Beginning with the line that holds "assert_eq!(summary.change_point_index, 3);" in the data below, give again every line through the one that holds "let (_, returns) = scenario();", exactly as written.
□ □ □
//! Reduction of posterior draws to point estimates and chart series.

use std::collections::BTreeMap;

use chrono::NaiveDate;
use serde::{Deserialize, Serialize};

use super::model::Parameter;
use super::sampler::PosteriorSamples;
use crate::core::{return_to_price_index, LogReturnSeries, PriceSeries};
use crate::error::{ChangepointError, Result, Stage};
use crate::transform::rolling_std;
use crate::utils::stats::{finite_mean, mean, median};

/// Baseline volatilities at or below this make percentage changes undefined.
const DEGENERATE_VOLATILITY: f64 = 1e-12;

/// Outcome of one completed analysis.
#[derive(Debug, Clone, Copy, PartialEq, Serialize, Deserialize)]
pub struct AnalysisResult {
    pub change_point_date: NaiveDate,
    pub avg_price_before: f64,
    pub avg_price_after: f64,
    pub price_change_pct: f64,
    pub volatility_before: f64,
    pub volatility_after: f64,
    pub volatility_change_pct: f64,
}

impl AnalysisResult {
    pub fn to_json(&self) -> Result<String> {
        serde_json::to_string(self)
            .map_err(|e| ChangepointError::InvalidInput(format!("serialize result: {e}")))
    }

    pub fn from_json(json: &str) -> Result<Self> {
        serde_json::from_str(json)
            .map_err(|e| ChangepointError::InvalidInput(format!("parse result: {e}")))
    }
}

/// Point estimates derived from the posterior.
#[derive(Debug, Clone, PartialEq)]
pub struct PosteriorSummary {
    /// Rounded median of the pooled `tau` draws (log-return index).
    pub most_probable_tau: usize,
    /// `most_probable_tau` mapped into the price series.
    pub change_point_index: usize,
    pub result: AnalysisResult,
}

/// Median of the pooled `tau` draws, rounded and clamped to `[1, n_obs - 1]`.
pub fn most_probable_tau(samples: &PosteriorSamples, returns: &LogReturnSeries) -> Result<usize> {
    if samples.is_empty() {
        return Err(ChangepointError::DegenerateResult("no posterior draws".into()));
    }
    let (lower, upper) = returns.tau_bounds();
    let m = median(&samples.values(Parameter::Tau)).round();
    Ok((m as usize).clamp(lower, upper))
}

/// Posterior probability of each `tau` value that was drawn.
pub fn tau_distribution(samples: &PosteriorSamples) -> Vec<(usize, f64)> {
    let mut counts: BTreeMap<usize, usize> = BTreeMap::new();
    for &tau in &samples.tau {
        *counts.entry(tau).or_default() += 1;
    }
    let total = samples.len() as f64;
    counts
        .into_iter()
        .map(|(tau, count)| (tau, count as f64 / total))
        .collect()
}

/// Reduce posterior draws to an [`AnalysisResult`].
///
/// Average prices combine the raw mean price on each side of the change
/// point with the posterior mean log-return of that regime:
/// `exp(ln(mean(price)) + mean(mu))`. "Before" spans prices `1..=tau`,
/// "after" spans `tau + 1..`.
pub fn summarize(
    samples: &PosteriorSamples,
    prices: &PriceSeries,
    returns: &LogReturnSeries,
) -> Result<PosteriorSummary> {
    let tau = most_probable_tau(samples, returns)?;
    let change_point_index = return_to_price_index(tau);
    let change_point_date = prices
        .get(change_point_index)
        .map(|p| p.date)
        .ok_or_else(|| {
            ChangepointError::numerical(
                Stage::Summary,
                "tau",
                format!("price index {change_point_index} out of range {}", prices.len()),
            )
        })?;

    // The first price has no log-return, so neither regime covers it.
    let raw = prices.prices();
    let before = &raw[1..change_point_index];
    let after = &raw[change_point_index..];

    let avg_price_before = regime_adjusted_price(before, &samples.mu1, "mu1")?;
    let avg_price_after = regime_adjusted_price(after, &samples.mu2, "mu2")?;
    let price_change_pct = (avg_price_after - avg_price_before) / avg_price_before * 100.0;

    let volatility_before = finite_or_err(mean(&samples.sigma1), "sigma1")?;
    let volatility_after = finite_or_err(mean(&samples.sigma2), "sigma2")?;
    if volatility_before.abs() <= DEGENERATE_VOLATILITY {
        return Err(ChangepointError::DegenerateResult(format!(
            "baseline volatility {volatility_before} is numerically zero"
        )));
    }
    let volatility_change_pct = (volatility_after - volatility_before) / volatility_before * 100.0;

    Ok(PosteriorSummary {
        most_probable_tau: tau,
        change_point_index,
        result: AnalysisResult {
            change_point_date,
            avg_price_before,
            avg_price_after,
            price_change_pct,
            volatility_before,
            volatility_after,
            volatility_change_pct,
        },
    })
}

fn regime_adjusted_price(prices: &[f64], mu_draws: &[f64], parameter: &str) -> Result<f64> {
    let value = (mean(prices).ln() + mean(mu_draws)).exp();
    finite_or_err(value, parameter)
}

fn finite_or_err(value: f64, parameter: &str) -> Result<f64> {
    if value.is_finite() {
        Ok(value)
    } else {
        Err(ChangepointError::numerical(
            Stage::Summary,
            parameter,
            format!("posterior summary evaluated to {value}"),
        ))
    }
}

/// One point of the price chart.
#[derive(Debug, Clone, Copy, PartialEq, Serialize, Deserialize)]
pub struct ChartPoint {
    pub date: NaiveDate,
    pub price: f64,
    #[serde(rename = "isChangePoint")]
    pub is_change_point: bool,
}

/// Side of the change point a volatility bucket covers.
#[derive(Debug, Clone, Copy, PartialEq, Eq, Serialize, Deserialize)]
pub enum VolatilityPeriod {
    #[serde(rename = "Before Change Point")]
    Before,
    #[serde(rename = "After Change Point")]
    After,
}

/// Mean rolling volatility on one side of the change point.
#[derive(Debug, Clone, Copy, PartialEq, Serialize, Deserialize)]
pub struct VolatilityBucket {
    pub period: VolatilityPeriod,
    /// `None` when the side is shorter than the rolling window.
    pub volatility: Option<f64>,
}

/// Price series with the change-point date flagged.
pub fn price_chart(prices: &PriceSeries, change_point_date: NaiveDate) -> Vec<ChartPoint> {
    prices
        .points()
        .iter()
        .map(|p| ChartPoint {
            date: p.date,
            price: p.price,
            is_change_point: p.date == change_point_date,
        })
        .collect()
}

/// Mean of the rolling standard deviation of simple returns, split at
/// `change_point_date` (the change-point date itself counts as "after").
pub fn volatility_buckets(
    prices: &PriceSeries,
    change_point_date: NaiveDate,
    window: usize,
) -> [VolatilityBucket; 2] {
    let rolling = rolling_std(&prices.simple_returns(), window);

    let (before, after): (Vec<(NaiveDate, f64)>, Vec<(NaiveDate, f64)>) = prices
        .points()
        .iter()
        .map(|p| p.date)
        .zip(rolling)
        .partition(|(date, _)| *date < change_point_date);

    let bucket_mean = |side: &[(NaiveDate, f64)]| {
        finite_mean(&side.iter().map(|&(_, v)| v).collect::<Vec<_>>())
    };

    [
        VolatilityBucket {
            period: VolatilityPeriod::Before,
            volatility: bucket_mean(&before),
        },
        VolatilityBucket {
            period: VolatilityPeriod::After,
            volatility: bucket_mean(&after),
        },
    ]
}

#[cfg(test)]
mod tests {
    use super::*;
    use approx::assert_relative_eq;

    fn day(d: u32) -> NaiveDate {
        NaiveDate::from_ymd_opt(2024, 1, d).unwrap()
    }

    fn scenario() -> (PriceSeries, LogReturnSeries) {
        let dates: Vec<_> = (1..=6).map(day).collect();
        let prices =
            PriceSeries::from_parts(&dates, &[100.0, 102.0, 101.0, 150.0, 151.0, 149.0]).unwrap();
        let returns = prices.log_returns().unwrap();
        (prices, returns)
    }

    fn samples(tau: &[usize], mu: (f64, f64), sigma: (f64, f64)) -> PosteriorSamples {
        let n = tau.len();
        PosteriorSamples {
            tau: tau.to_vec(),
            mu1: vec![mu.0; n],
            mu2: vec![mu.1; n],
            sigma1: vec![sigma.0; n],
            sigma2: vec![sigma.1; n],
        }
    }

    #[test]
    fn summary_uses_mapped_date_and_split() {
        let (prices, returns) = scenario();
        let s = samples(&[2, 2, 2, 3, 1], (0.0, 0.0), (0.01, 0.02));
        let summary = summarize(&s, &prices, &returns).unwrap();

        assert_eq!(summary.most_probable_tau, 2);
        assert_eq!(summary.change_point_index, 3);
        assert_eq!(summary.result.change_point_date, day(4));
        // prices 1..=2 are [102, 101]; the leading 100 has no return
        assert_relative_eq!(summary.result.avg_price_before, 101.5, epsilon = 1e-9);
        assert_relative_eq!(summary.result.avg_price_after, 150.0, epsilon = 1e-9);
        assert_relative_eq!(
            summary.result.price_change_pct,
            (150.0 - 101.5) / 101.5 * 100.0,
            epsilon = 1e-9
        );
        assert_relative_eq!(summary.result.volatility_change_pct, 100.0, epsilon = 1e-9);
    }

    #[test]
    fn regime_mean_shifts_average_price() {
        let (prices, returns) = scenario();
        let s = samples(&[2], (0.1, -0.1), (0.01, 0.01));
        let r = summarize(&s, &prices, &returns).unwrap().result;
        assert_relative_eq!(r.avg_price_before, 101.5 * 0.1_f64.exp(), epsilon = 1e-9);
        assert_relative_eq!(r.avg_price_after, 150.0 * (-0.1_f64).exp(), epsilon = 1e-9);
    }

    #[test]
    fn first_price_is_outside_both_regimes() {
        let dates: Vec<_> = (1..=5).map(day).collect();
        let prices = PriceSeries::from_parts(&dates, &[1000.0, 10.0, 20.0, 50.0, 70.0]).unwrap();
        let returns = prices.log_returns().unwrap();
        let r = summarize(&samples(&[2], (0.0, 0.0), (0.1, 0.1)), &prices, &returns)
            .unwrap()
            .result;

        assert_relative_eq!(r.avg_price_before, 15.0, epsilon = 1e-9);
        assert_relative_eq!(r.avg_price_after, 60.0, epsilon = 1e-9);
        assert_relative_eq!(r.price_change_pct, 300.0, epsilon = 1e-9);
    }

    #[test]
    fn median_rounds_and_clamps() {
        let (_, returns) = scenario();
        // median of [2, 3] = 2.5 -> rounds to 3
        assert_eq!(most_probable_tau(&samples(&[2, 3], (0.0, 0.0), (0.1, 0.1)), &returns).unwrap(), 3);
        // out-of-range draws are clamped into [1, 4]
        assert_eq!(most_probable_tau(&samples(&[9, 9], (0.0, 0.0), (0.1, 0.1)), &returns).unwrap(), 4);
    }

    #[test]
    fn zero_baseline_volatility_is_degenerate() {
        let (prices, returns) = scenario();
        let s = samples(&[2], (0.0, 0.0), (0.0, 0.1));
        assert!(matches!(
            summarize(&s, &prices, &returns),
            Err(ChangepointError::DegenerateResult(_))
        ));
    }

    #[test]
    fn empty_samples_are_degenerate() {
        let (prices, returns) = scenario();
        assert!(matches!(
            summarize(&PosteriorSamples::default(), &prices, &returns),
            Err(ChangepointError::DegenerateResult(_))
        ));
    }

    #[test]
    fn tau_distribution_sums_to_one() {
        let dist = tau_distribution(&samples(&[1, 2, 2, 3], (0.0, 0.0), (0.1, 0.1)));
        assert_eq!(dist, vec![(1, 0.25), (2, 0.5), (3, 0.25)]);
    }

    #[test]
    fn chart_flags_change_point() {
        let (prices, _) = scenario();
        let chart = price_chart(&prices, day(4));
        assert_eq!(chart.len(), 6);
        assert_eq!(chart.iter().filter(|p| p.is_change_point).count(), 1);
        assert!(chart[3].is_change_point);

        let json = serde_json::to_string(&chart[3]).unwrap();
        assert_eq!(json, r#"{"date":"2024-01-04","price":150.0,"isChangePoint":true}"#);
    }

    #[test]
    fn volatility_buckets_split_at_date() {
        let dates: Vec<_> = (1..=20).map(day).collect();
        let prices: Vec<f64> = (0..20)
            .map(|i| {
                if i < 10 {
                    100.0 + (i % 2) as f64
                } else {
                    100.0 + (i % 2) as f64 * 20.0
                }
            })
            .collect();
        let series = PriceSeries::from_parts(&dates, &prices).unwrap();
        let buckets = volatility_buckets(&series, day(11), 3);

        assert_eq!(buckets[0].period, VolatilityPeriod::Before);
        assert_eq!(buckets[1].period, VolatilityPeriod::After);
        let before = buckets[0].volatility.unwrap();
        let after = buckets[1].volatility.unwrap();
        assert!(after > before);

        let json = serde_json::to_string(&buckets[0]).unwrap();
        assert!(json.starts_with(r#"{"period":"Before Change Point","volatility":"#));
    }

    #[test]
    fn short_side_has_no_volatility() {
        let (prices, _) = scenario();
        let buckets = volatility_buckets(&prices, day(4), 7);
        assert_eq!(buckets[0].volatility, None);
        assert_eq!(buckets[1].volatility, None);
    }

    #[test]
    fn result_json_round_trip() {
        let result = AnalysisResult {
            change_point_date: day(4),
            avg_price_before: 101.123456789,
            avg_price_after: 150.987654321,
            price_change_pct: 49.31,
            volatility_before: 0.0123,
            volatility_after: 0.2345,
            volatility_change_pct: 1806.5,
        };
        let json = result.to_json().unwrap();
        assert!(json.contains(r#""change_point_date":"2024-01-04""#));
        assert_eq!(AnalysisResult::from_json(&json).unwrap(), result);
    }
}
□ □ □
● **Response for this exercise**:
        assert_eq!(summary.change_point_index, 3);
        assert_eq!(summary.result.change_point_date, day(4));
        // prices 1..=2 are [102, 101]; the leading 100 has no return
        assert_relative_eq!(summary.result.avg_price_before, 101.5, epsilon = 1e-9);
        assert_relative_eq!(summary.result.avg_price_after, 150.0, epsilon = 1e-9);
        assert_relative_eq!(
            summary.result.price_change_pct,
            (150.0 - 101.5) / 101.5 * 100.0,
            epsilon = 1e-9
        );
        assert_relative_eq!(summary.result.volatility_change_pct, 100.0, epsilon = 1e-9);
    }

    #[test]
    fn regime_mean_shifts_average_price() {
        let (prices, returns) = scenario();
        let s = samples(&[2], (0.1, -0.1), (0.01, 0.01));
        let r = summarize(&s, &prices, &returns).unwrap().result;
        assert_relative_eq!(r.avg_price_before, 101.5 * 0.1_f64.exp(), epsilon = 1e-9);
        assert_relative_eq!(r.avg_price_after, 150.0 * (-0.1_f64).exp(), epsilon = 1e-9);
    }

    #[test]
    fn first_price_is_outside_both_regimes() {
        let dates: Vec<_> = (1..=5).map(day).collect();
        let prices = PriceSeries::from_parts(&dates, &[1000.0, 10.0, 20.0, 50.0, 70.0]).unwrap();
        let returns = prices.log_returns().unwrap();
        let r = summarize(&samples(&[2], (0.0, 0.0), (0.1, 0.1)), &prices, &returns)
            .unwrap()
            .result;

        assert_relative_eq!(r.avg_price_before, 15.0, epsilon = 1e-9);
        assert_relative_eq!(r.avg_price_after, 60.0, epsilon = 1e-9);
        assert_relative_eq!(r.price_change_pct, 300.0, epsilon = 1e-9);
    }

    #[test]
    fn median_rounds_and_clamps() {
        let (_, returns) = scenario();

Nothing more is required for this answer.